> **PROBLEM STATEMENT**
Give the lines below again exactly, starting with the line that holds "self.catch_up = catch_up_frame(store, token).await;" and going on through the line that holds "fn close(&mut self, reason: &str)".

DATA below:

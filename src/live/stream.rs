use futures_util::{stream, Stream};
use std::sync::Arc;
use std::time::Duration;
use tokio::time::{self, Instant, Interval, MissedTickBehavior};
use tokio_util::sync::CancellationToken;
use tracing::{debug, info, warn};

use super::registry::Subscription;
use crate::models::{Frame, UpdateEvent};
use crate::services::doc_store::DocStore;

#[derive(Debug, Clone, Copy, PartialEq, Eq)]
enum Phase {
    Connecting,
    Streaming,
    Closed,
}

enum Wake {
    Shutdown,
    Event(Option<Arc<UpdateEvent>>),
    Tick,
}

struct LiveStream {
    phase: Phase,
    sub: Subscription,
    store: DocStore,
    ticker: Interval,
    shutdown: CancellationToken,
    /// Full-content frame owed after a dropped update
    catch_up: Option<Frame>,
}

/// Frames for one connected client.
///
/// Starts with a `connected` frame, then relays fan-out events and emits a
/// heartbeat every `heartbeat`. Ends on server shutdown or when the
/// subscription is superseded; dropping the stream (client gone) has the
/// same effect. The subscription is released exactly once in every case.
pub fn live_stream(
    sub: Subscription,
    store: DocStore,
    heartbeat: Duration,
    shutdown: CancellationToken,
) -> impl Stream<Item = Frame> + Send + 'static {
    let mut ticker = time::interval_at(Instant::now() + heartbeat, heartbeat);
    ticker.set_missed_tick_behavior(MissedTickBehavior::Delay);

    let state = LiveStream {
        phase: Phase::Connecting,
        sub,
        store,
        ticker,
        shutdown,
        catch_up: None,
    };

    stream::unfold(state, |mut state| async move {
        let frame = state.next_frame().await?;
        Some((frame, state))
    })
}

impl LiveStream {
    async fn next_frame(&mut self) -> Option<Frame> {
        match self.phase {
            Phase::Connecting => {
                self.phase = Phase::Streaming;
                info!(
                    "Live stream opened for token {} session {}",
                    self.sub.token(),
                    self.sub.session()
                );
                Some(Frame::connected(self.sub.session()))
            }
            Phase::Streaming => {
                if let Some(frame) = self.catch_up.take() {
                    return Some(frame);
                }

                let wake = tokio::select! {
                    biased;
                    _ = self.shutdown.cancelled() => Wake::Shutdown,
                    event = self.sub.recv() => Wake::Event(event),
                    _ = self.ticker.tick() => Wake::Tick,
                };

                match wake {
                    Wake::Shutdown => self.close("server shutting down"),
                    Wake::Event(Some(event)) => Some(Frame::from(event.as_ref())),
                    Wake::Event(None) => self.close("superseded by a newer connection"),
                    Wake::Tick => {
                        if self.sub.take_missed() {
                            let (store, token) = (self.store.clone(), self.sub.token().to_string());
                            self.catch_up = catch_up_frame(store, token).await;
                        }
                        Some(Frame::heartbeat())
                    }
                }
            }
            Phase::Closed => None,
        }
    }

    fn close(&mut self, reason: &str) -> Option<Frame> {
        debug!("Closing live stream for session {}: {}", self.sub.session(), reason);
        self.phase = Phase::Closed;
        self.sub.release();
        None
    }
}

async fn catch_up_frame(store: DocStore, token: String) -> Option<Frame> {
    match store.read(&token).await {
        Ok(content) => {
            debug!("Sending catch-up content for token {}", token);
            Some(Frame::Content { content })
        }
        Err(e) => {
            warn!("Catch-up read failed for token {}: {}", token, e);
            None
        }
    }
}

impl Drop for LiveStream {
    fn drop(&mut self) {
        info!(
            "Live stream closed for token {} session {}",
            self.sub.token(),
            self.sub.session()
        );
    }
}
use axum::{
    extract::State,
    http::{header, HeaderMap},
    response::{IntoResponse, Redirect, Response},
};
use tracing::info;

use super::index::token_cookie;
use crate::error::{JotError, JotResult};
use crate::routes::token_middleware::cookie_token;
use crate::services::token_service;
use crate::state::AppState;

/// `GET /new`: mint a jot linked back to the current one and switch the
/// browser over to it
pub async fn new_jot(State(state): State<AppState>, headers: HeaderMap) -> JotResult<Response> {
    let origin = cookie_token(&headers).ok_or_else(|| JotError::invalid_token("No token cookie found"))?;
    if !token_service::is_well_formed(&origin) || !state.store.exists(&origin).await? {
        return Err(JotError::invalid_token("Invalid token"));
    }

    let token = token_service::generate_token();
    state
        .store
        .create_derived(&token, &origin, &state.config.base_url())
        .await?;
    info!("Created new jot derived from {}", origin);

    Ok(([(header::SET_COOKIE, token_cookie(&token))], Redirect::to("/")).into_response())
}
use axum::{extract::State, http::StatusCode, Json};
use crate::models::HealthResponse;
use crate::state::AppState;
use tracing::{debug, error};

/// Health check endpoint
pub async fn health_check() -> Json<HealthResponse> {
    debug!("Health check requested");
    Json(HealthResponse {
        status: "ok".to_string(),
        message: "Server is running".to_string(),
    })
}

/// Readiness check endpoint: the jot directory must be readable
pub async fn ready_check(State(state): State<AppState>) -> (StatusCode, Json<HealthResponse>) {
    debug!("Readiness check requested");
    match state.store.has_any_document().await {
        Ok(_) => (
            StatusCode::OK,
            Json(HealthResponse {
                status: "ok".to_string(),
                message: "Service is ready".to_string(),
            }),
        ),
        Err(e) => {
            error!("Jot directory unavailable: {}", e);
            (
                StatusCode::SERVICE_UNAVAILABLE,
                Json(HealthResponse {
                    status: "unavailable".to_string(),
                    message: "Jot storage is not accessible".to_string(),
                }),
            )
        }
    }
}
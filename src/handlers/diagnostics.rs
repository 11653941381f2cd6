use axum::{extract::State, http::StatusCode, Json};
use std::sync::{Mutex, OnceLock};
use sysinfo::System;
use tracing::info;

use crate::models::DiagnosticsResponse;
use crate::state::AppState;

static SYSTEM_MONITOR: OnceLock<Mutex<System>> = OnceLock::new();

/// Live stream counts and process load. Only served in development.
pub async fn diagnostics(State(state): State<AppState>) -> Result<Json<DiagnosticsResponse>, StatusCode> {
    if !state.config.is_development() {
        return Err(StatusCode::NOT_FOUND);
    }

    let n_tokens = state.registry.token_count() as u32;
    let n_sessions = state.registry.session_count() as u32;

    let (cpu_usage, memory_used, memory_free, memory_total) = {
        let sys_lock = SYSTEM_MONITOR.get_or_init(|| Mutex::new(System::new_all()));
        match sys_lock.lock() {
            Ok(mut sys) => {
                sys.refresh_cpu();
                sys.refresh_memory();
                (
                    sys.global_cpu_info().cpu_usage(),
                    sys.used_memory(),
                    sys.free_memory(),
                    sys.total_memory(),
                )
            }
            Err(_) => (0.0, 0, 0, 0),
        }
    };

    info!(
        "Diagnostics: CPU: {:.2}%, Mem: {}/{} MB, Tokens: {}, Sessions: {}",
        cpu_usage,
        memory_used / 1024 / 1024,
        memory_total / 1024 / 1024,
        n_tokens,
        n_sessions
    );

    Ok(Json(DiagnosticsResponse {
        n_tokens,
        n_sessions,
        cpu_usage,
        memory_used,
        memory_total,
        memory_free,
    }))
}
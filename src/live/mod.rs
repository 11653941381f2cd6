//! Live fan-out: the per-token session registry and the per-connection
//! update stream fed by it.

pub mod registry;
pub mod stream;

pub use registry::{FanOutReport, SessionRegistry, Subscription};
pub use stream::live_stream;
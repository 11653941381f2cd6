use serde::{Deserialize, Serialize};
use utoipa::ToSchema;

/// API response for health and readiness checks
#[derive(Serialize, Deserialize, ToSchema)]
pub struct HealthResponse {
    pub status: String,
    pub message: String,
}
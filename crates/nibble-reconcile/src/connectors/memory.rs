//! In-memory connector backed by an ordered map.
//!
//! Serves as the reference implementation of the capability contract and as
//! the flat-file connector used by the CLI: a JSON object of `id -> row` is
//! loaded on `initialize` and optionally written back on `destroy`.

use async_trait::async_trait;
use serde::de::{Deserialize, Deserializer, MapAccess, Visitor};
use serde_json::Value;
use sha2::{Digest, Sha256};
use std::collections::BTreeMap;
use std::fmt;
use std::path::{Path, PathBuf};
use std::sync::atomic::{AtomicBool, Ordering};
use std::sync::{PoisonError, RwLock, RwLockReadGuard, RwLockWriteGuard};
use tracing::{debug, info};

use crate::core::{BatchDigest, Connector, Key, KeyRange, NibbleProbe, RangeSummary, RowDigest};
use crate::error::{ReconcileError, Result};

/// Connector holding its rows in a `BTreeMap`.
pub struct MemoryConnector {
    name: String,
    rows: RwLock<BTreeMap<Key, Value>>,
    source_path: Option<PathBuf>,
    write_back: bool,
    max_individual_rows: Option<usize>,
    initialized: AtomicBool,
    dirty: AtomicBool,
}

impl MemoryConnector {
    /// Create an empty connector.
    pub fn new(name: impl Into<String>) -> Self {
        Self {
            name: name.into(),
            rows: RwLock::new(BTreeMap::new()),
            source_path: None,
            write_back: false,
            max_individual_rows: None,
            initialized: AtomicBool::new(false),
            dirty: AtomicBool::new(false),
        }
    }

    /// Create a connector over a JSON file mapping ids to rows.
    ///
    /// The file is read on [`Connector::initialize`].
    pub fn from_json_file(name: impl Into<String>, path: impl AsRef<Path>) -> Self {
        let mut conn = Self::new(name);
        conn.source_path = Some(path.as_ref().to_path_buf());
        conn
    }

    /// Seed the connector with rows.
    pub fn with_rows<I, K>(self, rows: I) -> Self
    where
        I: IntoIterator<Item = (K, Value)>,
        K: Into<Key>,
    {
        {
            let mut map = self.write_rows();
            for (k, v) in rows {
                map.insert(k.into(), v);
            }
        }
        self
    }

    /// Write the dataset back to its source file on `destroy` if rows were deleted.
    pub fn with_write_back(mut self, write_back: bool) -> Self {
        self.write_back = write_back;
        self
    }

    /// Fail `individual` with a payload error when a range holds more rows.
    pub fn with_max_individual_rows(mut self, max_rows: usize) -> Self {
        self.max_individual_rows = Some(max_rows);
        self
    }

    /// Insert or replace a row.
    pub fn insert(&self, key: Key, value: Value) {
        self.write_rows().insert(key, value);
    }

    /// Current row count.
    pub fn len(&self) -> usize {
        self.read_rows().len()
    }

    pub fn is_empty(&self) -> bool {
        self.read_rows().is_empty()
    }

    pub fn contains(&self, key: &Key) -> bool {
        self.read_rows().contains_key(key)
    }

    /// Snapshot of all keys in order.
    pub fn keys(&self) -> Vec<Key> {
        self.read_rows().keys().cloned().collect()
    }

    fn read_rows(&self) -> RwLockReadGuard<'_, BTreeMap<Key, Value>> {
        self.rows.read().unwrap_or_else(PoisonError::into_inner)
    }

    fn write_rows(&self) -> RwLockWriteGuard<'_, BTreeMap<Key, Value>> {
        self.rows.write().unwrap_or_else(PoisonError::into_inner)
    }

    fn ensure_session(&self) -> Result<()> {
        if self.initialized.load(Ordering::SeqCst) {
            Ok(())
        } else {
            Err(ReconcileError::connection(&self.name, "session not initialized"))
        }
    }

    async fn load_file(&self, path: &Path) -> Result<()> {
        let content = tokio::fs::read_to_string(path).await.map_err(|e| {
            ReconcileError::connection(&self.name, format!("cannot read {}: {}", path.display(), e))
        })?;
        let DatasetEntries(entries) = serde_json::from_str(&content)
            .map_err(|e| ReconcileError::Config(format!("{}: {}", path.display(), e)))?;

        let mut rows = BTreeMap::new();
        for (id, value) in entries {
            if rows.insert(Key::parse(&id), value).is_some() {
                return Err(ReconcileError::Config(format!(
                    "{}: duplicate id {:?}",
                    path.display(),
                    id
                )));
            }
        }

        info!("{}: loaded {} rows from {}", self.name, rows.len(), path.display());
        *self.write_rows() = rows;
        Ok(())
    }

    async fn save_file(&self, path: &Path) -> Result<()> {
        let object: serde_json::Map<String, Value> = self
            .read_rows()
            .iter()
            .map(|(k, v)| (k.to_string(), v.clone()))
            .collect();
        let content = serde_json::to_string_pretty(&Value::Object(object))?;

        // Atomic write: write to temp file, then rename
        let temp_path = path.with_extension("tmp");
        tokio::fs::write(&temp_path, content).await?;
        tokio::fs::rename(&temp_path, path).await?;
        info!("{}: wrote dataset back to {}", self.name, path.display());
        Ok(())
    }
}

End of DATA.

> **FINISHED TASK**
                            self.catch_up = catch_up_frame(store, token).await;
                        }
                        Some(Frame::heartbeat())
                    }
                }
            }
            Phase::Closed => None,
        }
    }

    fn close(&mut self, reason: &str) -> Option<Frame> {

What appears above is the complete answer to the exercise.